_EXTRACTED MATERIAL_.

•••

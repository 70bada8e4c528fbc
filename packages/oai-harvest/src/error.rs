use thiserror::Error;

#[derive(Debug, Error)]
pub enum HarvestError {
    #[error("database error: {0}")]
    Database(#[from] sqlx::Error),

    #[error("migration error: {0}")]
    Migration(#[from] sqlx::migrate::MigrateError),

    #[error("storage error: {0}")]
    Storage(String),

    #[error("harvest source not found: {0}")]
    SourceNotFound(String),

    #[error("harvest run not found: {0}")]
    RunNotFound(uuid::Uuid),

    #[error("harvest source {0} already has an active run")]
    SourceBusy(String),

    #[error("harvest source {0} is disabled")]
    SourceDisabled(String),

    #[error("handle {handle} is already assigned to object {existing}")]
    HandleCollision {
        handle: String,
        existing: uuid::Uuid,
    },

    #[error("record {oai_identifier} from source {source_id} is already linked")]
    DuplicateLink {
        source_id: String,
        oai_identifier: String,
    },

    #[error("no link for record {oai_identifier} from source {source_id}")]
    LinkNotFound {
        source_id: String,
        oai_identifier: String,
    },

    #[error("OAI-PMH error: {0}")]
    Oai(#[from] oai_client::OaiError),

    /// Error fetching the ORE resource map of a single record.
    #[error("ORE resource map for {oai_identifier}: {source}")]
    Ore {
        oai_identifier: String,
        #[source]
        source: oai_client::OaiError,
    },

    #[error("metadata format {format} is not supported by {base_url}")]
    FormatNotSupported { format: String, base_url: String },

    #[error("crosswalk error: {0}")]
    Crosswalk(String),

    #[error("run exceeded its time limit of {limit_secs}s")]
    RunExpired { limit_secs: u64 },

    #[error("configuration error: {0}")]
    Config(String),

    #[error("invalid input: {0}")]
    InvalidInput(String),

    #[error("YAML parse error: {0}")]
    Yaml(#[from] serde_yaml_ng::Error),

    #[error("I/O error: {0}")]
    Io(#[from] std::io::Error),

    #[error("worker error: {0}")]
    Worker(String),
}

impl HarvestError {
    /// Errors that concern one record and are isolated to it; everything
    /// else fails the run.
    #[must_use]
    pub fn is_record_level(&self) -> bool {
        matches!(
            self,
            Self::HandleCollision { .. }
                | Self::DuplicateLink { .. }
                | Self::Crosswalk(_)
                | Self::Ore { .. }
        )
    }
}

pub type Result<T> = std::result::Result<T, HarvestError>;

•••

_REQUIREMENT_. Could you please print the entire listing exactly?

_RESULT OF THE TASK_.
repository 70bada8e4c528fbc
filename packages/oai-harvest/src/error.rs
use thiserror::Error;

#[derive(Debug, Error)]
pub enum HarvestError {
    #[error("database error: {0}")]
    Database(#[from] sqlx::Error),

    #[error("migration error: {0}")]
    Migration(#[from] sqlx::migrate::MigrateError),

    #[error("storage error: {0}")]
    Storage(String),

    #[error("harvest source not found: {0}")]
    SourceNotFound(String),

    #[error("harvest run not found: {0}")]
    RunNotFound(uuid::Uuid),

    #[error("harvest source {0} already has an active run")]
    SourceBusy(String),

    #[error("harvest source {0} is disabled")]
    SourceDisabled(String),

    #[error("handle {handle} is already assigned to object {existing}")]
    HandleCollision {
        handle: String,
        existing: uuid::Uuid,
    },

    #[error("record {oai_identifier} from source {source_id} is already linked")]
    DuplicateLink {
        source_id: String,
        oai_identifier: String,
    },

    #[error("no link for record {oai_identifier} from source {source_id}")]
    LinkNotFound {
        source_id: String,
        oai_identifier: String,
    },

    #[error("OAI-PMH error: {0}")]
    Oai(#[from] oai_client::OaiError),

    /// Error fetching the ORE resource map of a single record.
    #[error("ORE resource map for {oai_identifier}: {source}")]
    Ore {
        oai_identifier: String,
        #[source]
        source: oai_client::OaiError,
    },

    #[error("metadata format {format} is not supported by {base_url}")]
    FormatNotSupported { format: String, base_url: String },

    #[error("crosswalk error: {0}")]
    Crosswalk(String),

    #[error("run exceeded its time limit of {limit_secs}s")]
    RunExpired { limit_secs: u64 },

    #[error("configuration error: {0}")]
    Config(String),

    #[error("invalid input: {0}")]
    InvalidInput(String),

    #[error("YAML parse error: {0}")]
    Yaml(#[from] serde_yaml_ng::Error),

    #[error("I/O error: {0}")]
    Io(#[from] std::io::Error),

    #[error("worker error: {0}")]
    Worker(String),
}

impl HarvestError {
    /// Errors that concern one record and are isolated to it; everything
    /// else fails the run.
    #[must_use]
    pub fn is_record_level(&self) -> bool {
        matches!(
            self,
            Self::HandleCollision { .. }
                | Self::DuplicateLink { .. }
                | Self::Crosswalk(_)
                | Self::Ore { .. }
        )
    }
}

pub type Result<T> = std::result::Result<T, HarvestError>;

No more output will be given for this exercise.